EXERCISE OBJECTIVE ->
Your job is to copy the lines from the material that include "Check".
+ + + + + + +
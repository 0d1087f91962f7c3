use serde::Serialize;

pub(crate) fn warning_hint(code: &str) -> Option<&'static str> {
    match code {
        "results_dropped_for_budget" => Some(
            "Some candidates were dropped to fit the response token budget. Page through the rest with offset/limit, narrow the query, or raise RAGPIPE_MAX_RESPONSE_TOKENS (server env).",
        ),
        "content_truncated" => Some(
            "Result content was shortened to max_content_length characters. Set include_full_content=true (per call) or raise max_content_length to receive more text per result.",
        ),
        "ingest_content_truncated" => Some(
            "Some ingested documents exceeded the per-document size cap and were stored truncated. Split very large documents into smaller ones before ingesting.",
        ),
        _ => None,
    }
}

pub(crate) fn warning_hints_from(codes: &[&str]) -> serde_json::Value {
    let mut m = serde_json::Map::new();
    for c in codes {
        if let Some(h) = warning_hint(c) {
            m.insert((*c).to_string(), serde_json::json!(h));
        }
    }
    serde_json::Value::Object(m)
}

#[derive(Clone, Copy, Debug)]
pub(crate) enum ErrorCode {
    InvalidParams,
    SearchFailed,
    RerankFailed,
    IngestFailed,
    UnexpectedError,
}

impl ErrorCode {
    pub(crate) fn as_str(self) -> &'static str {
        match self {
            Self::InvalidParams => "invalid_params",
            Self::SearchFailed => "search_failed",
            Self::RerankFailed => "rerank_failed",
            Self::IngestFailed => "ingest_failed",
            Self::UnexpectedError => "unexpected_error",
        }
    }

    pub(crate) fn retryable(self) -> bool {
        match self {
            Self::SearchFailed | Self::RerankFailed => true,
            // Invalid input is not retryable without changing something.
            Self::InvalidParams | Self::IngestFailed | Self::UnexpectedError => false,
        }
    }
}

pub(crate) fn error_hint(code: ErrorCode) -> &'static str {
    match code {
        ErrorCode::InvalidParams => {
            "Check the tool arguments: query must be a non-empty string and numeric bounds must be positive."
        }
        ErrorCode::SearchFailed => "Retry the query; if it keeps failing, call rag_meta to inspect the configuration.",
        ErrorCode::RerankFailed => "Retry with use_reranking=false to fall back to merge order.",
        ErrorCode::IngestFailed => "Check the document list: every document needs non-empty content.",
        ErrorCode::UnexpectedError => "This is a bug in the server; please report the query that triggered it.",
    }
}

pub(crate) fn add_envelope_fields(payload: &mut serde_json::Value, kind: &str, elapsed_ms: u128) {
    payload["schema_version"] = serde_json::json!(super::SCHEMA_VERSION);
    payload["kind"] = serde_json::json!(kind);
    payload["elapsed_ms"] = serde_json::json!(elapsed_ms);
}

pub(crate) fn error_obj(
    code: ErrorCode,
    message: impl ToString,
    hint: impl ToString,
) -> serde_json::Value {
    #[derive(Serialize)]
    struct ErrorObject {
        code: &'static str,
        message: String,
        hint: String,
        retryable: bool,
    }

    let e = ErrorObject {
        code: code.as_str(),
        message: message.to_string(),
        hint: hint.to_string(),
        retryable: code.retryable(),
    };
    match serde_json::to_value(e) {
        Ok(v) => v,
        Err(_) => serde_json::json!({
            "code": code.as_str(),
            "message": message.to_string(),
            "hint": hint.to_string(),
            "retryable": code.retryable()
        }),
    }
}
+ + + + + + +
SOLUTION TO THIS TASK ->
            "Check the tool arguments: query must be a non-empty string and numeric bounds must be positive."
        ErrorCode::IngestFailed => "Check the document list: every document needs non-empty content.",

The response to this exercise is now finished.